Heterologe Immunität
Der Verlauf einer Virusinfektion kann zwischen verschiedenen Personen stark variieren und reicht vom Schutz vor der Infektion bis hin zu Persistenz des Virus und Immunpathologie. Das Konzept der Heterologen Immunität befasst sich mit der Reaktivierung bereits existierender Gedächtnis-T-Zellen, die durch frühere Infektionen mit nicht verwandten Pathogenen entstanden sind und die den Verlauf einer Immunantwort gegen eine zweite Virusinfektion beeinflussen können. Unser Ziel ist es, die Kreuzreaktivität existierender Gedächtnis-T-Zellen bei gesunden Individuen und Patienten mit akuten und persistierenden Virusinfektionen und deren Auswirkungen auf Immunität und Verlauf einer Krankheit zu untersuchen [Wedemeyer et al. J Virol 2001; Fytili et al., Vaccine 2008]. Ein besonderer Fokus liegt hierbei auf der Analyse des T-Zell-Rezeptor-Repertoires antigen-spezifischer CD8+ T-Zellen [Cornberg et al., JCI 2006; Cornberg et al., J Virol 2007; Cornberg et al., J Immunol 2010].
 


NK-Zellen bei viralen Hepatitiden
Natürliche Killer (NK)-Zellen sind Teil des angeborenen Immunsystems. Sie sind notwendig für eine frühe Antwort gegen Erreger nach einer Infektion. Es gibt Hinweise, dass die Funktion von NK Zellen bei Patienten mit HCV-Infektionen eingeschränkt ist.

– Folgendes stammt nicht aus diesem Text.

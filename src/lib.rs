//! gin-cli - client for content-addressed data repositories
//!
//! Drives git and git-annex as child processes: builds their invocations,
//! streams their output into [`gin_core::StatusEvent`]s, works out per-file sync
//! status and sequences the upload, download and sync protocols.

pub mod adapters;
pub mod app;
pub mod cli;
pub mod config;
pub mod output;
pub mod progress;
pub mod services;

#[cfg(any(test, feature = "test-support"))]
pub mod testing;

Wir sind daher an der Funktionalität von NK-Zellen im Verlauf der akuten und chronischen Hepatitis C interessiert unter besonderer Berücksichtigung des Einfluss von Typ-I-Interferonen [Jeffe et al., J Leuk Biol 2009; Stegmann et al., Gastroenterology 2010, Stegmann et al, JID, in press].
 


(Die Verweise in Klammern sind Publikationen unserer Arbeitsgruppe)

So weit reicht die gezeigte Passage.